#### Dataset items
════

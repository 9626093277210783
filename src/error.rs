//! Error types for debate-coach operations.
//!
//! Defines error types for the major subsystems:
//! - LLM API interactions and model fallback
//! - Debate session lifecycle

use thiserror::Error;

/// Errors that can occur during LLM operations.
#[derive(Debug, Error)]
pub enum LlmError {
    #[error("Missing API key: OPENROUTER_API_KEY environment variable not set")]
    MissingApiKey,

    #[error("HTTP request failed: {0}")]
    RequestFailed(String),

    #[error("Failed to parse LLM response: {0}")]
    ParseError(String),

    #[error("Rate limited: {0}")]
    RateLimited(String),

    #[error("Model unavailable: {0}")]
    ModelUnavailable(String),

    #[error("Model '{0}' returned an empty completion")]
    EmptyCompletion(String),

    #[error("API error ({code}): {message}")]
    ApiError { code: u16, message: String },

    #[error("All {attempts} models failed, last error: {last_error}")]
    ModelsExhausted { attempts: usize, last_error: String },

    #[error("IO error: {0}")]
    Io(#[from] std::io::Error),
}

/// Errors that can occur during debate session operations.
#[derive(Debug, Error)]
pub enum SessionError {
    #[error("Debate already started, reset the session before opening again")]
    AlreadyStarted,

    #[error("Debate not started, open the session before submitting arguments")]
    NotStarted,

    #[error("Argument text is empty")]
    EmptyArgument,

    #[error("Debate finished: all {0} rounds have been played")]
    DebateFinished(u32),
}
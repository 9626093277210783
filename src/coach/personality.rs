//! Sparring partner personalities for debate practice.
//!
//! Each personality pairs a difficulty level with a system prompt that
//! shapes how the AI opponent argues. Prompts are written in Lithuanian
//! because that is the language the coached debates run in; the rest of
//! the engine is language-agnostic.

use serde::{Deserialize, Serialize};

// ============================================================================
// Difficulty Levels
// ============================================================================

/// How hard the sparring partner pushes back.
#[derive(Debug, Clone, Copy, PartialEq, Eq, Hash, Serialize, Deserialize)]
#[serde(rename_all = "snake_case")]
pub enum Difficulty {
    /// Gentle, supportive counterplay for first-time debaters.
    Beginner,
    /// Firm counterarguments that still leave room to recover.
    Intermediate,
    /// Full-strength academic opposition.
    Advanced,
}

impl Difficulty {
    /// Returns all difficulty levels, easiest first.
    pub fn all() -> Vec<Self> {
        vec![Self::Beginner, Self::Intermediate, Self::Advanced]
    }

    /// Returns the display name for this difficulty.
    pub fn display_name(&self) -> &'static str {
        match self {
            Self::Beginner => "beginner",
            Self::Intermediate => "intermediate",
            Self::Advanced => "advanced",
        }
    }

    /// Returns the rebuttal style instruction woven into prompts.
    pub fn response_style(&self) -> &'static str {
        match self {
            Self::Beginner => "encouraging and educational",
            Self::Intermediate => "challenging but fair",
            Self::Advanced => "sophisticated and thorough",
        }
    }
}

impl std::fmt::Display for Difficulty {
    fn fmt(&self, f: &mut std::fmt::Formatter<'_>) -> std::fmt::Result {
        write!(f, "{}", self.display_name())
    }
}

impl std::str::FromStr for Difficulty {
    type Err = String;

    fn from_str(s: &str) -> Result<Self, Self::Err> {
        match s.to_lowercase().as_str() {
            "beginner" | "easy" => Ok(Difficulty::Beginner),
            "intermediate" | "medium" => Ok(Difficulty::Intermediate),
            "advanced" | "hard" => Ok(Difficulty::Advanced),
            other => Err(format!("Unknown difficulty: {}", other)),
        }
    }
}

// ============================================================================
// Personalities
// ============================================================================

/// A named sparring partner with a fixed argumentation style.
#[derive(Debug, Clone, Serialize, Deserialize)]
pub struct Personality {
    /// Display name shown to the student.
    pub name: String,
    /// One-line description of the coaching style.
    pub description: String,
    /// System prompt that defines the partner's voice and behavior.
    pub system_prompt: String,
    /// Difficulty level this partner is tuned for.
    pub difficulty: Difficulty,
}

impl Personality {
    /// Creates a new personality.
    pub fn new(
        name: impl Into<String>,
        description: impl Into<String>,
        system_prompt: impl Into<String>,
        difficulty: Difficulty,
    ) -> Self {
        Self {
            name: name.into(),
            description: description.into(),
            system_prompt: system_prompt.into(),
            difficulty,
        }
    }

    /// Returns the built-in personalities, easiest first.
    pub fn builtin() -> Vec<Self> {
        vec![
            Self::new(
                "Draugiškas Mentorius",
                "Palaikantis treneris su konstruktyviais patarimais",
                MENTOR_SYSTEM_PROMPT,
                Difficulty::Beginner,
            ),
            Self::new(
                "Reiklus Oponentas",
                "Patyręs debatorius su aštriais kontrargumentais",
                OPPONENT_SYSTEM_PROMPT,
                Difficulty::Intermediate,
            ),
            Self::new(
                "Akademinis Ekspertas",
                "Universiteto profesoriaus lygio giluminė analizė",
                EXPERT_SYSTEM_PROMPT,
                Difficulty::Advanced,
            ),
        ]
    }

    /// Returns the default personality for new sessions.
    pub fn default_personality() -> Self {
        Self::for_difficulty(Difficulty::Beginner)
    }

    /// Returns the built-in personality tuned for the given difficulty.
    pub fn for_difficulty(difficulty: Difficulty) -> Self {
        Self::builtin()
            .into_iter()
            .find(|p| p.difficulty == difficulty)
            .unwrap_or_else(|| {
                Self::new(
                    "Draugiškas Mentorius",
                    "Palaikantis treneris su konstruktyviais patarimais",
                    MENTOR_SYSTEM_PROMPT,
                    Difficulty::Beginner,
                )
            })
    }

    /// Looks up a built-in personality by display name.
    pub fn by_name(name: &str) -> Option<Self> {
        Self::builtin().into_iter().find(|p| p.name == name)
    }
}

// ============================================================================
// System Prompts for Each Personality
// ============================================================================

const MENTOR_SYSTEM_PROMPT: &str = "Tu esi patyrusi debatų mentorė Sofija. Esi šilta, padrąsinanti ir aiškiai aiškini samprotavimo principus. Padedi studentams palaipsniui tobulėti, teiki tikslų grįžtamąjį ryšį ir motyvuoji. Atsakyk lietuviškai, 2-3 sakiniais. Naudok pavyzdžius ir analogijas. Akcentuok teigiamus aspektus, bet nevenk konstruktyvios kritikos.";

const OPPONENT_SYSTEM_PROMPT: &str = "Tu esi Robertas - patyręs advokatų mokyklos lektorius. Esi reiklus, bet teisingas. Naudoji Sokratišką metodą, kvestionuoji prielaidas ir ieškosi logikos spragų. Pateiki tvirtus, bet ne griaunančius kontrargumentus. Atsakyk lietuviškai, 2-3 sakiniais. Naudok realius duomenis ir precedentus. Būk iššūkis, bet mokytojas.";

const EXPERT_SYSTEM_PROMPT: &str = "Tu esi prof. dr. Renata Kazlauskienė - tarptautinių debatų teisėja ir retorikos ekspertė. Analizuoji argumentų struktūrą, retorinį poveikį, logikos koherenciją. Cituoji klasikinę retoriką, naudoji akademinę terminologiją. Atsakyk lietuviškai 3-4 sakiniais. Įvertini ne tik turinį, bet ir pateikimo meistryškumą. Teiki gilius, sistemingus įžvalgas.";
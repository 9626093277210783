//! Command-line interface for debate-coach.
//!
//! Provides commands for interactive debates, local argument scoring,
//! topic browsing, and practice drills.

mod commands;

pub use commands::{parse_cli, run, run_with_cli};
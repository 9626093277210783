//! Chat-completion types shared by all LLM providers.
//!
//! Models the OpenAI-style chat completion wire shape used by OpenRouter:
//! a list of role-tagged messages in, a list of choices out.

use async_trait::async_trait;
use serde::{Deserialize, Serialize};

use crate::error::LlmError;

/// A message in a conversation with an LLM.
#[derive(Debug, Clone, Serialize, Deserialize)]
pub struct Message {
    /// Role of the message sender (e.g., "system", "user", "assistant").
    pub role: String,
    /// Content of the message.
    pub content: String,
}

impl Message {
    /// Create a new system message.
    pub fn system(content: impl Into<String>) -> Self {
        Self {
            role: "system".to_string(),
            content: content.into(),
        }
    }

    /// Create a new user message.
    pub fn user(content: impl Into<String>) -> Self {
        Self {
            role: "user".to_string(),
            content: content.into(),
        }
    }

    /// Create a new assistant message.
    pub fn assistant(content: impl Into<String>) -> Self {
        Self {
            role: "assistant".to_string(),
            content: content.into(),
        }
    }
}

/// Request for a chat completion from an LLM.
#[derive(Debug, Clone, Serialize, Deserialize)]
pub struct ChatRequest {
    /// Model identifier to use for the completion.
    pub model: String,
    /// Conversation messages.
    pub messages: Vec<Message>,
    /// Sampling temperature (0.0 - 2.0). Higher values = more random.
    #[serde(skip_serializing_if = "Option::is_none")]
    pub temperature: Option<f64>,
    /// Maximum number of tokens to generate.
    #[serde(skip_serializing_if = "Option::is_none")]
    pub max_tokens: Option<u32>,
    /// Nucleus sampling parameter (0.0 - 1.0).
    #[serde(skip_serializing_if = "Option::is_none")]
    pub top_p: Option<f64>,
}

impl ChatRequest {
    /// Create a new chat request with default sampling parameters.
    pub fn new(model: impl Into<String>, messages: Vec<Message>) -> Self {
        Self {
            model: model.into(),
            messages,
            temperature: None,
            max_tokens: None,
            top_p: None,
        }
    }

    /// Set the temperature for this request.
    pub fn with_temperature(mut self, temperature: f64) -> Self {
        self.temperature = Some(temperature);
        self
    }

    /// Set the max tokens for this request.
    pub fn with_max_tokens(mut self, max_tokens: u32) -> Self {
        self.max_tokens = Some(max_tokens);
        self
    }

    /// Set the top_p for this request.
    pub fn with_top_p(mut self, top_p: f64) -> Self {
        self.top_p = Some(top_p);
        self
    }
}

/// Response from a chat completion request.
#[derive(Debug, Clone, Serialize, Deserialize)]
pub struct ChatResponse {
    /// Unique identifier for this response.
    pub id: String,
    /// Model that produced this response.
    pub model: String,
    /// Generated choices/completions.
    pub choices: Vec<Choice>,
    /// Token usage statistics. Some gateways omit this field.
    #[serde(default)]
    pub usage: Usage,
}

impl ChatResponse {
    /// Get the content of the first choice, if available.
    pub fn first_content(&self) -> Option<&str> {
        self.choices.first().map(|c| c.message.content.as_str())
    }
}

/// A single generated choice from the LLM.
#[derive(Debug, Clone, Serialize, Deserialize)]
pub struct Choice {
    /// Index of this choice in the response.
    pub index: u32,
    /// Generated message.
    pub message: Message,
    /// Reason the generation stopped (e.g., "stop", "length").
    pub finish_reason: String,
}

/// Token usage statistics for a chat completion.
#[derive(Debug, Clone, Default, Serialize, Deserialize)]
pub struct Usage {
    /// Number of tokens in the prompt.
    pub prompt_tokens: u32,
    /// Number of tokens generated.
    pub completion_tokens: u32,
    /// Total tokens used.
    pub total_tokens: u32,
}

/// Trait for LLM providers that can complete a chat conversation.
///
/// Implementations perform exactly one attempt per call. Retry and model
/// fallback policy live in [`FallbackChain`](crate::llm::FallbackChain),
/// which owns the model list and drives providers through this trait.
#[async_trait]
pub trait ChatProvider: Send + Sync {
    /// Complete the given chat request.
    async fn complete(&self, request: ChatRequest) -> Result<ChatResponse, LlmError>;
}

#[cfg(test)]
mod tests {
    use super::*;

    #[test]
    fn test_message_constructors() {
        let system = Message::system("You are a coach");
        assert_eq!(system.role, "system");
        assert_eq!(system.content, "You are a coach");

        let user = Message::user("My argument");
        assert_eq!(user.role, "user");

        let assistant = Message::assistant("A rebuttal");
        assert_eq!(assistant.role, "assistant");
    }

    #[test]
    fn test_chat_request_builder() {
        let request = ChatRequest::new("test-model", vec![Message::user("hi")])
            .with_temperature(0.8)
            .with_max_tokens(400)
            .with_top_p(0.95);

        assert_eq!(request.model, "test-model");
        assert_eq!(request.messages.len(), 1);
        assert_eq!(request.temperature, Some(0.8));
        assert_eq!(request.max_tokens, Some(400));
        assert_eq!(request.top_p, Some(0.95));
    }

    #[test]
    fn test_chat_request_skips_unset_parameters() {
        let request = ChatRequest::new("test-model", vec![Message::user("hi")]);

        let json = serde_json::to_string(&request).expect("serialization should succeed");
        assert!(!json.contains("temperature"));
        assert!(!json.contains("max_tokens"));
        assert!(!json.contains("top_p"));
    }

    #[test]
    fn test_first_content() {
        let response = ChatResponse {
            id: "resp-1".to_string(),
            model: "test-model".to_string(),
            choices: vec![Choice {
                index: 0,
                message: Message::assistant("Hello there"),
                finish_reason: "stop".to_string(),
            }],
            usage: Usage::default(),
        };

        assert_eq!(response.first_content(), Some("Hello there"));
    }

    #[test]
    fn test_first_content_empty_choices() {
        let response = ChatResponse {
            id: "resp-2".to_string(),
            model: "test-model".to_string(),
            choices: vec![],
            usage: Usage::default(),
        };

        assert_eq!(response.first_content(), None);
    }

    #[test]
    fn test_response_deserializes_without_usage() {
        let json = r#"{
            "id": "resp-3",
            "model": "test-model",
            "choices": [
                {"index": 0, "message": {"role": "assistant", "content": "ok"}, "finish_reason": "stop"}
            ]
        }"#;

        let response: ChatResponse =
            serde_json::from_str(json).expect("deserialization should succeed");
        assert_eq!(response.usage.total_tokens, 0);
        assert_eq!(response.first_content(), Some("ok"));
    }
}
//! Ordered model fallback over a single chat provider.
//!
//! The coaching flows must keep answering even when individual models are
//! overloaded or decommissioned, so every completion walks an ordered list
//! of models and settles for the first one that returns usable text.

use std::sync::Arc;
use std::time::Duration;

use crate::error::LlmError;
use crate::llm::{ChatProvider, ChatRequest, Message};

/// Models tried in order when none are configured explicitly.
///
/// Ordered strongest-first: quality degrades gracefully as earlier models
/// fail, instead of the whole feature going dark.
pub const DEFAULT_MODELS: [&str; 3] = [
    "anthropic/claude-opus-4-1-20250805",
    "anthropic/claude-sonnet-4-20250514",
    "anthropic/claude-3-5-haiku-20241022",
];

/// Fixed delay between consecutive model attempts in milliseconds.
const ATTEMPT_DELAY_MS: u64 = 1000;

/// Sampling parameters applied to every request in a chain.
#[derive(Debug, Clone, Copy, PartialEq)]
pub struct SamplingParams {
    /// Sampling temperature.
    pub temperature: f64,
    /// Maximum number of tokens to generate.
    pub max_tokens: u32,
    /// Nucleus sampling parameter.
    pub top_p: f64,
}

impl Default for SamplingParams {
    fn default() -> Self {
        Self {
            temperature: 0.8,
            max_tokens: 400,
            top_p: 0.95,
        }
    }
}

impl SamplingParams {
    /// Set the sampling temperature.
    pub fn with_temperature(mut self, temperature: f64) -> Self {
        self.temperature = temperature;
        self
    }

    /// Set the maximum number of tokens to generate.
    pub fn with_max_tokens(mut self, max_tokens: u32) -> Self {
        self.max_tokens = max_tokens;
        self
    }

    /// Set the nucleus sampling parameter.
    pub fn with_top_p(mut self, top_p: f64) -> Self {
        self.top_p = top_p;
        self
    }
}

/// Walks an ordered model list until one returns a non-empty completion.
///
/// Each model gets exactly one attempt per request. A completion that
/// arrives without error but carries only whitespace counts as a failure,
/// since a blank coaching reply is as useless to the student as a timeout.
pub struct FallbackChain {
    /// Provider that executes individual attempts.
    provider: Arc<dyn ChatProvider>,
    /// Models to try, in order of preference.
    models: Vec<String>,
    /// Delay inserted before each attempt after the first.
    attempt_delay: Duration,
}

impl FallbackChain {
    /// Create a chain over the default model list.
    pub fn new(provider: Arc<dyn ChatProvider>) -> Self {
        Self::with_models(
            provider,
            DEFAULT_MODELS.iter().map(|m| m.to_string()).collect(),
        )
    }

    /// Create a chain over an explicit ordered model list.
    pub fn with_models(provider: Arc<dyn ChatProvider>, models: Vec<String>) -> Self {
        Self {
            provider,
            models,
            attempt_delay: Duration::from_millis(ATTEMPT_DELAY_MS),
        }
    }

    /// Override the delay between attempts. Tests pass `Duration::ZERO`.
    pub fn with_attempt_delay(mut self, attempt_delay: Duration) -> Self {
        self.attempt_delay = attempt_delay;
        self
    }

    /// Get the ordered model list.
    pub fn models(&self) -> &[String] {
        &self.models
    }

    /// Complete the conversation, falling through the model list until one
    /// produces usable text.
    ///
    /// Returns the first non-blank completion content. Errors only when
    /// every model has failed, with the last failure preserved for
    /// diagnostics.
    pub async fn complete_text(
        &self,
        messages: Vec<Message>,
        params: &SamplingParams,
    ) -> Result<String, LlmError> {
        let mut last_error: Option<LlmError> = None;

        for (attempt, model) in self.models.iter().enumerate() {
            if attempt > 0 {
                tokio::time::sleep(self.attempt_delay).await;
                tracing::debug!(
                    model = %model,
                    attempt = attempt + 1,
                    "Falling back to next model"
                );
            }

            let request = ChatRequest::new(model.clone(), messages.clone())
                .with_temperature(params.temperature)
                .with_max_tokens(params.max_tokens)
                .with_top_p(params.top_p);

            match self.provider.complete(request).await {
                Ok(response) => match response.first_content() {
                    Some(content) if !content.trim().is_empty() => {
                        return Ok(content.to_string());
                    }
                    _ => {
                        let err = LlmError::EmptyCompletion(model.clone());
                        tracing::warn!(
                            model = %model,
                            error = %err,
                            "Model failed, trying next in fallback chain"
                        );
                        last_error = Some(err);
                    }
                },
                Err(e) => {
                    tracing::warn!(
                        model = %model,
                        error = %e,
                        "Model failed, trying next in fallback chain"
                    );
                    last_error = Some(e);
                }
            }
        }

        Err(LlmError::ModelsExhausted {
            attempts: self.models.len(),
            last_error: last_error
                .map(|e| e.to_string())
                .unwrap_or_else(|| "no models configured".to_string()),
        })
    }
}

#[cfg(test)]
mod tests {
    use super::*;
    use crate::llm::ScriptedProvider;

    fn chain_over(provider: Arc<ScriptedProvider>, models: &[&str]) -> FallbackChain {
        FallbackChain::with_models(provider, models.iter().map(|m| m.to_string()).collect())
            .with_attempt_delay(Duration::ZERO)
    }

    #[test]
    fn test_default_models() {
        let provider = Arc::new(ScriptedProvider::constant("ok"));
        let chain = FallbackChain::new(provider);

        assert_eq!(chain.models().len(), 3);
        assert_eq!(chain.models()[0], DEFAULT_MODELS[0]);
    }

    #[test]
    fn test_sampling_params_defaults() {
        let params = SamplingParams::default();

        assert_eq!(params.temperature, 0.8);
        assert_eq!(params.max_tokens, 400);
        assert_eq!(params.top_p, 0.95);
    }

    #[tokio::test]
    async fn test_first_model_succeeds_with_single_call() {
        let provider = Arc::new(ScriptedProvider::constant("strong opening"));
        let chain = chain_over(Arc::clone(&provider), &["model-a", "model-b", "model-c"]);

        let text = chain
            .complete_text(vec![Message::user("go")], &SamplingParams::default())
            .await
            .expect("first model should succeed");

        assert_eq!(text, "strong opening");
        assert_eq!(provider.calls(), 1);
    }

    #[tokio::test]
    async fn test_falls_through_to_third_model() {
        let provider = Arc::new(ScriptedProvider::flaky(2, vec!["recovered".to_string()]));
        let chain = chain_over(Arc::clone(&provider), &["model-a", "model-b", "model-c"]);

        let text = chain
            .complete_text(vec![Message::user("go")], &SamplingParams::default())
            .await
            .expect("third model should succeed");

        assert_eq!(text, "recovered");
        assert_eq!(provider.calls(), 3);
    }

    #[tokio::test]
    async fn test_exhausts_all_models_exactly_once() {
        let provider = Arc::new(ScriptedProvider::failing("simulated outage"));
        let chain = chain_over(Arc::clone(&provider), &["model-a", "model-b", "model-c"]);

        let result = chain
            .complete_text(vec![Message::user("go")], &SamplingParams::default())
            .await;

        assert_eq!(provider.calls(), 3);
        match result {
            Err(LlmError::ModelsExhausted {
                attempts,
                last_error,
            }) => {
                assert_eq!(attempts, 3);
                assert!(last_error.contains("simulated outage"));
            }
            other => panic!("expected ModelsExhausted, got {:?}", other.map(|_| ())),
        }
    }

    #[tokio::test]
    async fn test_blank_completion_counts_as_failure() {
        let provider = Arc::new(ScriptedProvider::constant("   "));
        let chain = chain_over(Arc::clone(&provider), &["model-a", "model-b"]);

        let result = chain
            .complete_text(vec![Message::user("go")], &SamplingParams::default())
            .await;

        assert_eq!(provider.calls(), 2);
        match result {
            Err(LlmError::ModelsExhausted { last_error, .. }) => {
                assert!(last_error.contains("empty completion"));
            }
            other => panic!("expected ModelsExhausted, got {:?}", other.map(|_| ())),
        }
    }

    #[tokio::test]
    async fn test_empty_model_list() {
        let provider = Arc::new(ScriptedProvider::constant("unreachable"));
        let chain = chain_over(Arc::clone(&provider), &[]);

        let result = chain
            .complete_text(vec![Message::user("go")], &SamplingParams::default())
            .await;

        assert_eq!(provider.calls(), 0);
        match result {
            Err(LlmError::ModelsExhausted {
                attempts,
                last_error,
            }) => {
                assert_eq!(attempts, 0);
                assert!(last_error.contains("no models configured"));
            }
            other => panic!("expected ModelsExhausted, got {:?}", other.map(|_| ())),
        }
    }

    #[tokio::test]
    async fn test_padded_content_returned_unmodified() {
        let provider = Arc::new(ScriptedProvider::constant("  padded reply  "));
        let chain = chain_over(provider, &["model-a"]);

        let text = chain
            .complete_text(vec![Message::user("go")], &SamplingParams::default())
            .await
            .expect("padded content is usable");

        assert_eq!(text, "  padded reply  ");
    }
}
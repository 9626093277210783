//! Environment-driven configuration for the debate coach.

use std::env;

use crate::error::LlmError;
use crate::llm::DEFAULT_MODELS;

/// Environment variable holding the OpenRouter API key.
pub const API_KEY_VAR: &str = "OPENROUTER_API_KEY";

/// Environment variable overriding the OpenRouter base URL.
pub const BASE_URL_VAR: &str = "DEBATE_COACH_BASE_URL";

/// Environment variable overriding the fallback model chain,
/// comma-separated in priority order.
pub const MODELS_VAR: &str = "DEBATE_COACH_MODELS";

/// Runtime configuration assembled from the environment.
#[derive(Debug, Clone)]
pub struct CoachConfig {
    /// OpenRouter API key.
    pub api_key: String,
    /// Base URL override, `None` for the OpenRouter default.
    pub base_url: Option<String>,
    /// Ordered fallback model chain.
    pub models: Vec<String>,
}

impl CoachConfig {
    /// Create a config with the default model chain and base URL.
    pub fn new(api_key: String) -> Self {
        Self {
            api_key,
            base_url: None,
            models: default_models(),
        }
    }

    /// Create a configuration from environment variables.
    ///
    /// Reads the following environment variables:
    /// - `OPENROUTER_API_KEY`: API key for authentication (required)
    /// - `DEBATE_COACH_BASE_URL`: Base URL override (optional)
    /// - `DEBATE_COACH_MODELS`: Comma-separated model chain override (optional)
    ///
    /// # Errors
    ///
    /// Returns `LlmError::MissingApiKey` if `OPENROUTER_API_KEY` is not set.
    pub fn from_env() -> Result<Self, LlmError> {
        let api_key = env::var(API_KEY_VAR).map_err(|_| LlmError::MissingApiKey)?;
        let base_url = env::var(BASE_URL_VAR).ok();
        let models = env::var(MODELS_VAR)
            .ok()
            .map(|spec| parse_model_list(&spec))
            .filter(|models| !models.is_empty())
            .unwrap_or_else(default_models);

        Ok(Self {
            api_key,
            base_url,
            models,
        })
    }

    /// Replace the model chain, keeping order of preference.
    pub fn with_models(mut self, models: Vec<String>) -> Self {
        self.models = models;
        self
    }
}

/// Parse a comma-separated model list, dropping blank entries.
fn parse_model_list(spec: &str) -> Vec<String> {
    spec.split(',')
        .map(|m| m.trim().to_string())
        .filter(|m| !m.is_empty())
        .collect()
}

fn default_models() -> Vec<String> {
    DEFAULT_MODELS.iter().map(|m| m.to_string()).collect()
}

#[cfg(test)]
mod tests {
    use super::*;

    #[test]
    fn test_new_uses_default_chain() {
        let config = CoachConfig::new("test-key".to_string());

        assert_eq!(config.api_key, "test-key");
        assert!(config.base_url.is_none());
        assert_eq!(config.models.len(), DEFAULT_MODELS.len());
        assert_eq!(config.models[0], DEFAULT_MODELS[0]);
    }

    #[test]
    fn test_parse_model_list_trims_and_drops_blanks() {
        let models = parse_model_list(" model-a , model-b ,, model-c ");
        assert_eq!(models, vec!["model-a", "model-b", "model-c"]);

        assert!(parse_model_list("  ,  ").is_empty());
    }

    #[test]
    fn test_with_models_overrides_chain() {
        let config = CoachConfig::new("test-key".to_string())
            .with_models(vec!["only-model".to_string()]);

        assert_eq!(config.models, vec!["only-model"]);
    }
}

════

#### Task goal
Where the word "should" occurs in a line of the records, copy that line.

#### Exercise result
        let json = serde_json::to_string(&request).expect("serialization should succeed");
            serde_json::from_str(json).expect("deserialization should succeed");
            .expect("first model should succeed");
            .expect("third model should succeed");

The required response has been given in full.